The following soft partitions were found and will be added to
your metadevice configuration.
 Name            Size     No. of Extents
    d8202          204800         1

...which is all well and good, except for the fact that the value d8202 really was impossible. Because SVM keeps the 13-bit metadevice number and the 5-bit set number encoded in an 18-bit minor number. And, as any calculator-savvy high school student can confirm, (8202 > 8191).

But maybe we were just printing out the whole value, and not masking off the set number. That would explain things quite nicely, and the fix would be easy.
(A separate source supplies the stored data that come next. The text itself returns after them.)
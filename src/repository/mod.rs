// ==========================================
// 非洲关键矿产数据看板 - 快照仓储层
// ==========================================
// 职责: 快照持有与原子发布
// 红线: 不含业务规则，不做聚合计算
// ==========================================

pub mod error;
pub mod snapshot_store;

// 重导出核心类型
pub use error::{StoreError, StoreResult};
pub use snapshot_store::SnapshotStore;
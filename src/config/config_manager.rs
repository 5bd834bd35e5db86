// ==========================================
// 非洲关键矿产数据看板 - 配置管理器
// ==========================================
// 职责: 配置加载、查询、覆写管理
// 存储: JSON 文件 (key-value)
// ==========================================

use crate::config::loader_config_trait::LoaderConfigReader;
use async_trait::async_trait;
use serde_json::json;
use std::collections::HashMap;
use std::error::Error;
use std::path::{Path, PathBuf};
use std::sync::Mutex;

// ==========================================
// ConfigManager - 配置管理器
// ==========================================
pub struct ConfigManager {
    config_path: PathBuf,
    values: Mutex<HashMap<String, String>>,
}

impl ConfigManager {
    /// 创建新的 ConfigManager 实例
    ///
    /// # 参数
    /// - config_path: 配置文件路径（不存在时按空配置处理，首次覆写时创建）
    pub fn new<P: AsRef<Path>>(config_path: P) -> Result<Self, Box<dyn Error>> {
        let config_path = config_path.as_ref().to_path_buf();
        let values = if config_path.exists() {
            let raw = std::fs::read_to_string(&config_path)?;
            serde_json::from_str(&raw)?
        } else {
            HashMap::new()
        };

        Ok(Self {
            config_path,
            values: Mutex::new(values),
        })
    }

    /// 读取配置值
    ///
    /// # 返回
    /// - Some(String): 配置值
    /// - None: 配置不存在
    fn get_config_value(&self, key: &str) -> Result<Option<String>, Box<dyn Error>> {
        let values = self
            .values
            .lock()
            .map_err(|e| format!("锁获取失败: {}", e))?;
        Ok(values.get(key).cloned())
    }

    /// 读取配置值，带默认值
    fn get_config_or_default(&self, key: &str, default: &str) -> Result<String, Box<dyn Error>> {
        Ok(self
            .get_config_value(key)?
            .unwrap_or_else(|| default.to_string()))
    }

    /// 覆写配置值并持久化
    pub fn set_config_value(&self, key: &str, value: &str) -> Result<(), Box<dyn Error>> {
        let snapshot = {
            let mut values = self
                .values
                .lock()
                .map_err(|e| format!("锁获取失败: {}", e))?;
            values.insert(key.to_string(), value.to_string());
            values.clone()
        };

        if let Some(parent) = self.config_path.parent() {
            std::fs::create_dir_all(parent)?;
        }
        std::fs::write(
            &self.config_path,
            serde_json::to_string_pretty(&json!(snapshot))?,
        )?;
        Ok(())
    }

    /// 获取所有配置的快照（JSON 格式）
    ///
    /// # 用途
    /// - 记录加载报告旁的配置口径
    /// - 问题排查时还原当时配置
    pub fn get_config_snapshot(&self) -> Result<String, Box<dyn Error>> {
        let values = self
            .values
            .lock()
            .map_err(|e| format!("锁获取失败: {}", e))?
            .clone();
        Ok(serde_json::to_string(&json!(values))?)
    }

    // ===== 界面相关配置 =====

    /// 界面语言（"zh-CN" / "en"）
    pub fn get_locale(&self) -> Result<String, Box<dyn Error>> {
        self.get_config_or_default(config_keys::LOCALE, "zh-CN")
    }
}

// ==========================================
// LoaderConfigReader Trait 实现
// ==========================================
#[async_trait]
impl LoaderConfigReader for ConfigManager {
    async fn get_csv_delimiter(&self) -> Result<u8, Box<dyn Error>> {
        let value = self.get_config_or_default(config_keys::CSV_DELIMITER, ",")?;
        let bytes = value.as_bytes();
        if bytes.len() == 1 {
            Ok(bytes[0])
        } else {
            Ok(b',') // 配置非法时回退默认分隔符
        }
    }

    async fn get_strict_coordinates(&self) -> Result<bool, Box<dyn Error>> {
        let value = self.get_config_or_default(config_keys::STRICT_COORDINATES, "false")?;
        Ok(value.trim().eq_ignore_ascii_case("true"))
    }

    async fn get_top_list_limit(&self) -> Result<usize, Box<dyn Error>> {
        let value = self.get_config_or_default(config_keys::TOP_LIST_LIMIT, "6")?;
        Ok(value.parse::<usize>().unwrap_or(6))
    }
}

// ==========================================
// 配置键常量
// ==========================================
pub mod config_keys {
    // 加载
    pub const CSV_DELIMITER: &str = "csv_delimiter";
    pub const STRICT_COORDINATES: &str = "strict_coordinates";

    // 看板
    pub const TOP_LIST_LIMIT: &str = "top_list_limit";

    // 界面
    pub const LOCALE: &str = "locale";
}
// ==========================================
// 非洲关键矿产数据看板 - 引擎层
// ==========================================
// 职责: 对快照做派生计算
// 红线: 纯函数、无副作用; 输出顺序必须确定可复现
// ==========================================

pub mod aggregation;
pub mod overview;
pub mod ranking;
pub mod trend;

// 重导出核心引擎
pub use aggregation::{AggregationEngine, TotalsRow};
pub use overview::{
    CountryProfile, CountryTotal, DashboardOverview, MineralTotal, OverviewEngine, SiteMapPoint,
};
pub use ranking::{RankingEngine, RankingEntry};
pub use trend::{TrendEngine, TrendPoint};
On to the code:

	/* display configuration updates */
	(void) printf(dgettext(TEXT_DOMAIN,
	    "The following soft partitions were found and will be added to\n"
	    "your metadevice configuration.\n"));
	(void) printf("%5s %15s %18s\n",
	    dgettext(TEXT_DOMAIN, "Name"),
	    dgettext(TEXT_DOMAIN, "Size"),
	    dgettext(TEXT_DOMAIN, "No. of Extents"));
	for (i = 0; i < num_sps; i++) {
		(void) printf("%5s%lu %15llu %9d\n", "d",
		    MD_MIN2UNIT(MD_SID(un_array[i])),
		    un_array[i]->un_length, un_array[i]->un_numexts);
	}

Dang! I was wrong. There it is, clear as day. The MD_MIN2UNIT macro did the masking:

	#define NBITSMINOR32 18
	#define MD_BITSSET 5
	#define MD_SET_SHIFT (NBITSMINOR32 - MD_BITSSET)
	#define MD_MAXUNITS (1 << MD_SET_SHIFT)
	#define MD_UNIT_MASK (MD_MAXUNITS - 1)
	#define MD_MIN2UNIT(m) ((m) & MD_UNIT_MASK)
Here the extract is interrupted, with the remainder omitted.